Anyway, looks like the wormy things have left the building, so to speak.

----------


## Horatio Hornblower

Clean your feet you dirty bstard.

----------


## nidhogg

> Any medical advice?


Yes.  Go and see a doctor.  Jeeze y'a big girl.


And by the way, I had what norts posted, and trust me, you aint got that.

The distinctive characteristic of that is
1.  It itches like the f*cking blazes, I mean you cannot ignore it
2.  The distinctive red, inflammed trail as it works its way through you foot, say 1 to 2 cm a day.


..and did I say it itches enough to drive you insane?

----------


## kingwilly

Ooooh. Oki. Not itchy. Not a problem then. Cheers.




:thanks:

----------


## kingwilly

> Clean your feet you dirty bstard.


Yeah, sorry. It's been awhile since I had a mani pedi.

----------


## nidhogg

> Ooooh. Oki. Not itchy. Not a problem then. Cheers.
> 
> 
> 
> 
> :thanks:


Cough.  Not *that* problem.. You have another 576,000 other ones to worry about.

get thee to a sawbones.

And if you have any sense, you will try to find a decent dermatologist to have a look.  First.  I am sure the oncologist can have a look after.

----------


## Horatio Hornblower

Save money Willy put your foot in bleach kills all known germs.

----------


## patsycat

This wasn't as amusing as the kitten claws in your balls thread.

----------


## BaitongBoy

> I think I am a parasite.


Cheers, Saint William, for having the strength to take the first step...

----------


## ltnt

> Ooooh. Oki. Not itchy. Not a problem then. Cheers.


cleaning with the following sometimes does the trick:

Hydrogen peroxide

alcohol

Let your dog lick the infected area

keep it clean and covered.

----------


## kingwilly

^^^^^ oncologist?  :Yikes:  bstard don't scare me!  Tis only a flesh wound. 

^^^^ them orange peel foot baths look ok. I might give it a go.

^^^ it's nae funny at all. This is serious mum!

----------


## VocalNeal

> Let your dog lick the infected area


Our dog does that for me without being asked. If after a run I come back all scratched up. :bananaman: 

A walk barefoot in the ocean will do something.

----------


## taxexile

> That's not a real pic.
> 
> This is.
> 
> 
> 
> I was wondering if it was a worm...


I think I can see the face of Jesus in it.

----------


## Cujo

> Anyway, looks like the wormy things have left the building, so to speak.

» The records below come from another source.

use std::collections::HashMap;

use dm_core::Point;
use tracing::{debug, trace, warn};

use crate::edge::Edge;
use crate::triangle::Triangle;

#[derive(Debug, Clone, Copy, Default, PartialEq, Eq)]
pub struct InsertStats {
    pub inserted: usize,
    /// Points whose insertion found no circumcircle containing them.
    pub skipped: usize,
    pub removed: usize,
    pub created: usize,
}

/// Incremental Bowyer-Watson triangulation of the `[0, width] x [0, height]`
/// rectangle.
///
/// The rectangle starts split into two triangles along its `(0, 0)-(w, h)`
/// diagonal. The corners are never removed, so triangles touching them stay
/// in the output.
#[derive(Debug, Clone)]
pub struct DelaunayBuilder {
    width: i32,
    height: i32,
    triangles: Vec<Triangle>,
    stats: InsertStats,
}

impl DelaunayBuilder {
    pub fn new(width: i32, height: i32) -> Self {
        let top_left = Point::new(0, 0);
        let top_right = Point::new(width, 0);
        let bottom_right = Point::new(width, height);
        let bottom_left = Point::new(0, height);
        Self {
            width,
            height,
            triangles: vec![
                Triangle::new(top_left, top_right, bottom_right),
                Triangle::new(top_left, bottom_right, bottom_left),
            ],
            stats: InsertStats::default(),
        }
    }

    pub fn width(&self) -> i32 {
        self.width
    }

    pub fn height(&self) -> i32 {
        self.height
    }

    pub fn triangles(&self) -> &[Triangle] {
        &self.triangles
    }

    pub fn stats(&self) -> InsertStats {
        self.stats
    }

    /// Inserts `d` and returns how many triangles its cavity replaced.
    ///
    /// A return of `0` means no circumcircle contained `d` (it lies outside
    /// the rectangle) and the triangulation is unchanged.
    pub fn insert(&mut self, d: Point) -> usize {
        let mut cavity = Vec::new();
        self.triangles.retain(|t| {
            if t.in_circumcircle(d) {
                cavity.extend(t.edges());
                false
            } else {
                true
            }
        });

        let removed = cavity.len() / 3;
        if removed == 0 {
            self.stats.skipped += 1;
            warn!(x = d.x, y = d.y, "point outside every circumcircle, skipped");
            return 0;
        }

        let boundary = cavity_boundary(&cavity);
        self.triangles
            .extend(boundary.iter().map(|e| Triangle::new(e.p, e.q, d)));

        self.stats.inserted += 1;
        self.stats.removed += removed;
        self.stats.created += boundary.len();
        trace!(
            x = d.x,
            y = d.y,
            removed,
            created = boundary.len(),
            "inserted point"
        );
        removed
    }

    pub fn finish(self) -> Vec<Triangle> {
        debug!(
            inserted = self.stats.inserted,
            skipped = self.stats.skipped,
            triangles = self.triangles.len(),
            "triangulation finished"
        );
        self.triangles
    }
}

/// Symmetric difference of the cavity's edge multiset.
///
/// Each edge toggles its presence: a second occurrence (shared by two bad
/// triangles) cancels the first, an edge seen an odd number of times stays.
/// Surviving edges keep the direction and order of their last insertion.
pub fn cavity_boundary(edges: &[Edge]) -> Vec<Edge> {
    let mut slots: Vec<Option<Edge>> = Vec::with_capacity(edges.len());
    let mut present: HashMap<Edge, usize> = HashMap::with_capacity(edges.len());

    for &e in edges {
        match present.remove(&e) {
            Some(slot) => slots[slot] = None,
            None => {
                present.insert(e, slots.len());
                slots.push(Some(e));
            }
        }
    }

    slots.into_iter().flatten().collect()
}

/// Delaunay triangulation of `points` inside the `width x height` rectangle,
/// inserted in the given order.
pub fn triangulate(points: &[Point], width: i32, height: i32) -> Vec<Triangle> {
    let mut builder = DelaunayBuilder::new(width, height);
    for &p in points {
        builder.insert(p);
    }
    builder.finish()
}

/// Counts `(triangle, point)` pairs where `point` is inside the circumcircle
/// of a triangle it is not a vertex of.
///
/// A point must be closer than `(1 - rel_tol) * r^2` to count, so rounding on
/// co-circular points is not reported.
pub fn empty_circle_violations(
    triangles: &[Triangle],
    points: &[Point],
    rel_tol: f64,
) -> usize {
    triangles
        .iter()
        .filter(|t| !t.is_degenerate())
        .map(|t| {
            let limit = t.circumradius_sq() * (1.0 - rel_tol);
            points
                .iter()
                .filter(|&&p| {
                    !t.has_vertex(p) && p.to_f64().distance_sq(t.circumcenter()) < limit
                })
                .count()
        })
        .sum()
}
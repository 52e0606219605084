use crate::border::{BorderMode, map_index};
use crate::image::ImageView;

/// Nearest-pixel lookup; integer coordinates are pixel centers.
pub fn sample_nearest<T: Copy>(img: &ImageView<'_, T>, x: f64, y: f64, border: BorderMode<T>) -> T {
    let xi = x.round() as isize;
    let yi = y.round() as isize;

    if img.width() == 0 || img.height() == 0 {
        if let BorderMode::Constant(v) = border {
            return v;
        }
        panic!("cannot sample an empty image with non-constant border");
    }

    let (Some(mx), Some(my)) = (
        map_index(xi, img.width(), &border),
        map_index(yi, img.height(), &border),
    ) else {
        let BorderMode::Constant(v) = border else {
            unreachable!("clamp and wrap map every index of a non-empty axis");
        };
        return v;
    };

    // SAFETY: `map_index` returns indices in `[0, len)`.
    unsafe { *img.get_unchecked(mx, my) }
}
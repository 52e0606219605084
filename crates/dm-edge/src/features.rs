use dm_core::{BorderMode, Point, Result, Rgba, RgbaImage};
use tracing::debug;

use crate::conv2d::convolve_rgba;
use crate::extract::extract_edge_points;
use crate::gray::grayscale;
use crate::kernels2d::Kernel2D;

/// Intermediate buffers of the feature filter chain.
#[derive(Debug, Clone)]
pub struct FilterStages {
    pub gray: RgbaImage,
    pub blurred: RgbaImage,
    pub edges: RgbaImage,
}

/// Runs grayscale, box blur and the Laplacian-like edge filter.
pub fn filter_stages(
    image: &RgbaImage,
    blur_kernel_size: usize,
    edge_kernel_size: usize,
    border: BorderMode<Rgba>,
) -> Result<FilterStages> {
    let blur = Kernel2D::box_blur(blur_kernel_size)?;
    let edge = Kernel2D::laplacian(edge_kernel_size)?;

    let gray = grayscale(image);
    let blurred = convolve_rgba(&gray, &blur, border);
    let edges = convolve_rgba(&blurred, &edge, border);

    Ok(FilterStages {
        gray,
        blurred,
        edges,
    })
}

/// Edge pixels of `image` with clamp-to-edge borders.
pub fn extract_feature_points(
    image: &RgbaImage,
    blur_kernel_size: usize,
    edge_kernel_size: usize,
    threshold: u8,
) -> Result<Vec<Point>> {
    extract_feature_points_with_border(
        image,
        blur_kernel_size,
        edge_kernel_size,
        threshold,
        BorderMode::Clamp,
    )
}

pub fn extract_feature_points_with_border(
    image: &RgbaImage,
    blur_kernel_size: usize,
    edge_kernel_size: usize,
    threshold: u8,
    border: BorderMode<Rgba>,
) -> Result<Vec<Point>> {
    image.lattice_size()?;
    let stages = filter_stages(image, blur_kernel_size, edge_kernel_size, border)?;
    let points = extract_edge_points(&stages.edges, threshold);
    debug!(
        width = image.width(),
        height = image.height(),
        points = points.len(),
        "extracted feature points"
    );
    Ok(points)
}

They always leave some eggs behind.
When they hatch and start eating your foot you'll know about it.

----------


## Norton

> Hey! You said, and I quote....


Naw. The link said it. Not me. At least get the ointment recommended. Thiabendazole.

Thiabendazole Topical Advanced Patient Information - Drugs.com

----------


## diverken

I read a travel blog a while back some shelia had a worm in her foot she siad it came from standing on dog shit in Vetnam

----------


## kingwilly

^^^ eggs??? Jaysus Christ I don't want them. Anyway I didn't start in no dogshit anyway I found some antibacterial cream, I reckon that might do the job.

----------


## taxexile

Antibacterial cream only kills bacteria, not parasitic or fungal infections and infestations and certainly not worms.

Cant understand why you dont see a doc and get the thing correctly identified and treated before these organisms, if that indeed is what they are,  travel around your body via the blood or lymphatic system and spread to your liver or brain.

----------


## kingwilly

Antibiotics as in against biotics or living things!. Or maybe it's antibiological cream then? It works against everything  living.

----------


## thaimeme

> obviously you are pregnant again


Common slut...

----------


## kingwilly

> Originally Posted by kingwilly
> 
> and I am not talking about the Thai g/f)
> 
> 
> Thought you were married Willy?


I am, tis more a manner of speaking, I just liked the pun.

Mind you I could argue that when has that ever stopped some folk from collecting thai girlfriends, but I my case I've no interest,  no time, and I don't dare.

----------


## charleyboy

> and spread to your brain.


 Cured!They'd probably die of exhaustion.  :Wink:

----------


## taxexile

> Antibiotics as in against biotics or living things!. Or maybe it's antibiological cream then? It works against everything  living.


Dumbo.

Must be the cure for AIDS and terminal cancer that scientists have been busting their balls to discover. What is the name of this cure all cream?

Antibiotics only work against the bacteria they have been designed to combat.

Doctors choose the appropriate antibiotic depending on the type of infection.

Antibiotics have no effect on viruses or fungi or parasitic infestations.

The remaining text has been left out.